Should Canadian employers share the costs of return to office mandates?

Some employees want companies to cover expenses related to parking, clothing, toll roads, finds report

Should Canadian employers share the costs of return to office mandates?

Mandating employees to return to the workplace full time could be costly for employers, according to a report from Capterra.

Overall, 68 per cent of employees say they would look for a new job if they had to spend more of their own income to come to work than they feel reasonable.

Nearly two-thirds (64 per cent) also say they would ask their employer for a raise if they are required to return to the office full time.

Toronto has the smallest median employment income among the 15 largest metropolitan states in Canada and the United States, according to a previous report from the Fraser Institute.

What is the cost of going into the office?

Employers can choose a much cheaper option if they want workers to return to the office full-time, but they will still have to shell out some cash, according to Capterra’s 2024 Cost of Work Survey, which collected 250 responses from Canadian employees.

They can do this by employing a cost-sharing setup.
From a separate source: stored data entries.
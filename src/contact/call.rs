use std::time::Duration;

use statig::prelude::*;

/// Simulated phone-call lifecycle. The machine itself never talks to a
/// telephony system; that seam is the `CallInitiator` trait.
#[derive(Debug, Clone, Copy, PartialEq, Eq)]
pub enum CallPhase {
    Idle,
    Dialing,
    Connected,
    Ended,
}

#[derive(Debug, Clone, PartialEq, Eq)]
pub enum CallEvent {
    Dial,
    Tick { dt: Duration },
    ToggleMute,
    HangUp,
}

/// Notes and duration handed back to the host when a call modal closes.
#[derive(Debug, Clone, PartialEq, Eq)]
pub struct CallReport {
    pub entity_id: String,
    pub notes: String,
    pub duration_seconds: u64,
}

pub struct CallMachine {
    entity_id: String,
    phone: String,
    pickup_delay: Duration,
    dial_elapsed: Duration,
    second_acc: Duration,
    elapsed_seconds: u64,
    muted: bool,
    connected_once: bool,
    phase: CallPhase,
}

impl CallMachine {
    pub fn new(entity_id: String, phone: String, pickup_delay: Duration) -> Self {
        Self {
            entity_id,
            phone,
            pickup_delay,
            dial_elapsed: Duration::ZERO,
            second_acc: Duration::ZERO,
            elapsed_seconds: 0,
            muted: false,
            connected_once: false,
            phase: CallPhase::Idle,
        }
    }

    pub fn entity_id(&self) -> &str {
        &self.entity_id
    }

    pub fn phone(&self) -> &str {
        &self.phone
    }

    pub fn phase(&self) -> CallPhase {
        self.phase
    }

    pub fn elapsed_seconds(&self) -> u64 {
        self.elapsed_seconds
    }

    pub fn is_muted(&self) -> bool {
        self.muted
    }

    pub fn ever_connected(&self) -> bool {
        self.connected_once
    }
}

#[state_machine(initial = "State::idle()")]
impl CallMachine {
    #[state]
    fn idle(&mut self, event: &CallEvent) -> Outcome<State> {
        match event {
            CallEvent::Dial => {
                self.phase = CallPhase::Dialing;
                tracing::info!(
                    entity_id = %self.entity_id,
                    phone = %self.phone,
                    "dialing"
                );
                Transition(State::dialing())
            }
            _ => Handled,
        }
    }

    #[state]
    fn dialing(&mut self, event: &CallEvent) -> Outcome<State> {
        match event {
            CallEvent::Tick { dt } => {
                self.dial_elapsed += *dt;
                if self.dial_elapsed >= self.pickup_delay {
                    self.phase = CallPhase::Connected;
                    self.connected_once = true;
                    tracing::info!(entity_id = %self.entity_id, "call connected");
                    Transition(State::connected())
                } else {
                    Handled
                }
            }
            CallEvent::HangUp => {
                self.phase = CallPhase::Ended;
                tracing::info!(entity_id = %self.entity_id, "call abandoned before pickup");
                Transition(State::ended())
            }
            _ => Handled,
        }
    }

    #[state]
    fn connected(&mut self, event: &CallEvent) -> Outcome<State> {
        match event {
            CallEvent::Tick { dt } => {
                // The elapsed counter advances in whole seconds, matching
                // the on-screen call timer.
                self.second_acc += *dt;
                while self.second_acc >= Duration::from_secs(1) {
                    self.second_acc -= Duration::from_secs(1);
                    self.elapsed_seconds += 1;
                }
                Handled
            }
            CallEvent::ToggleMute => {
                self.muted = !self.muted;
                Handled
            }
            CallEvent::HangUp => {
                self.phase = CallPhase::Ended;
                tracing::info!(
                    entity_id = %self.entity_id,
                    duration_seconds = %self.elapsed_seconds,
                    "call ended"
                );
                Transition(State::ended())
            }
            _ => Handled,
        }
    }

    #[state]
    fn ended(&mut self, event: &CallEvent) -> Outcome<State> {
        // Terminal: a closed call ignores ticks and user actions.
        match event {
            _ => Handled,
        }
    }
}

/// One active contact attempt against a matched entity: the call machine
/// plus note capture and the flush-once guard around the host callback.
pub struct CallWorkflow {
    machine: StateMachine<CallMachine>,
    call_id: String,
    notes: String,
    flushed: bool,
}

impl CallWorkflow {
    /// Enter the Dialing state for an entity. `call_id` comes from the
    /// `CallInitiator` that placed the (simulated) call.
    pub fn open(entity_id: &str, phone: &str, pickup_delay: Duration, call_id: String) -> Self {
        let mut machine =
            CallMachine::new(entity_id.to_string(), phone.to_string(), pickup_delay).state_machine();
        machine.handle(&CallEvent::Dial);
        Self {
            machine,
            call_id,
            notes: String::new(),
            flushed: false,
        }
    }

    /// Advance the dial timer or the elapsed counter. Returns the new phase
    /// when this tick crossed Dialing into Connected.
    pub fn tick(&mut self, dt: Duration) -> Option<CallPhase> {
        let before = self.machine.phase();
        self.machine.handle(&CallEvent::Tick { dt });
        let after = self.machine.phase();
        (before == CallPhase::Dialing && after == CallPhase::Connected).then_some(after)
    }

    pub fn toggle_mute(&mut self) -> bool {
        self.machine.handle(&CallEvent::ToggleMute);
        self.machine.is_muted()
    }

    pub fn hang_up(&mut self) {
        self.machine.handle(&CallEvent::HangUp);
    }

    pub fn append_note(&mut self, text: &str) {
        if !self.notes.is_empty() {
            self.notes.push('\n');
        }
        self.notes.push_str(text);
    }

    /// Stop all timers and hand back the flush report, at most once. Notes
    /// are reported when non-empty or when the caller asks explicitly.
    pub fn close(&mut self, flush: bool) -> Option<CallReport> {
        self.machine.handle(&CallEvent::HangUp);

        if self.flushed || (!flush && self.notes.trim().is_empty()) {
            return None;
        }
        self.flushed = true;
        Some(CallReport {
            entity_id: self.machine.entity_id().to_string(),
            notes: self.notes.clone(),
            duration_seconds: self.machine.elapsed_seconds(),
        })
    }

    pub fn call_id(&self) -> &str {
        &self.call_id
    }

    pub fn entity_id(&self) -> &str {
        self.machine.entity_id()
    }

    pub fn phase(&self) -> CallPhase {
        self.machine.phase()
    }

    pub fn elapsed_seconds(&self) -> u64 {
        self.machine.elapsed_seconds()
    }

    pub fn is_muted(&self) -> bool {
        self.machine.is_muted()
    }

    pub fn ever_connected(&self) -> bool {
        self.machine.ever_connected()
    }

    pub fn notes(&self) -> &str {
        &self.notes
    }
}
Currently, workers want employers to cover at least part of the following expenses that they have to pay to report to the office:

Source: Capterra

“What was once a foregone conclusion – employees pay all the costs to be at work – can no longer be assumed,” says Brian Westfall, associate principal analyst for Capterra. “If you’re an HR leader or other executive charged with motivating your company’s workforce to return to the office, you may need to share at least some of these costs with your employees.” 

Employers can also do the following, according to Capterra:

  • Reduce costs through flexible policies and on-site events.
  • Help employees budget better through financial wellness programs.
  • Offset costs to be at the office by reducing hybrid and remote worker compensation.

On average, Canadians spend $26 per day and $6,760 per year to go to the office full-time, according to a report released in 2022.

Currently, employers are struggling with their finances, according to Capterra.

That’s because inflation has resulted in increased costs for workers:

Source: Capterra

And 81 per cent of workers say their wage or salary has not kept pace with inflation to compensate.

“All told, 61 per cent of Canadian workers in our survey say the personal financial cost associated with their current job has increased in the last 12 months. Because they incur both on-site and remote costs to work, hybrid employees (70 per cent) have been hit particularly hard compared to fully on-site (60 per cent) or fully remote (43 per cent) employees,” says Westfall.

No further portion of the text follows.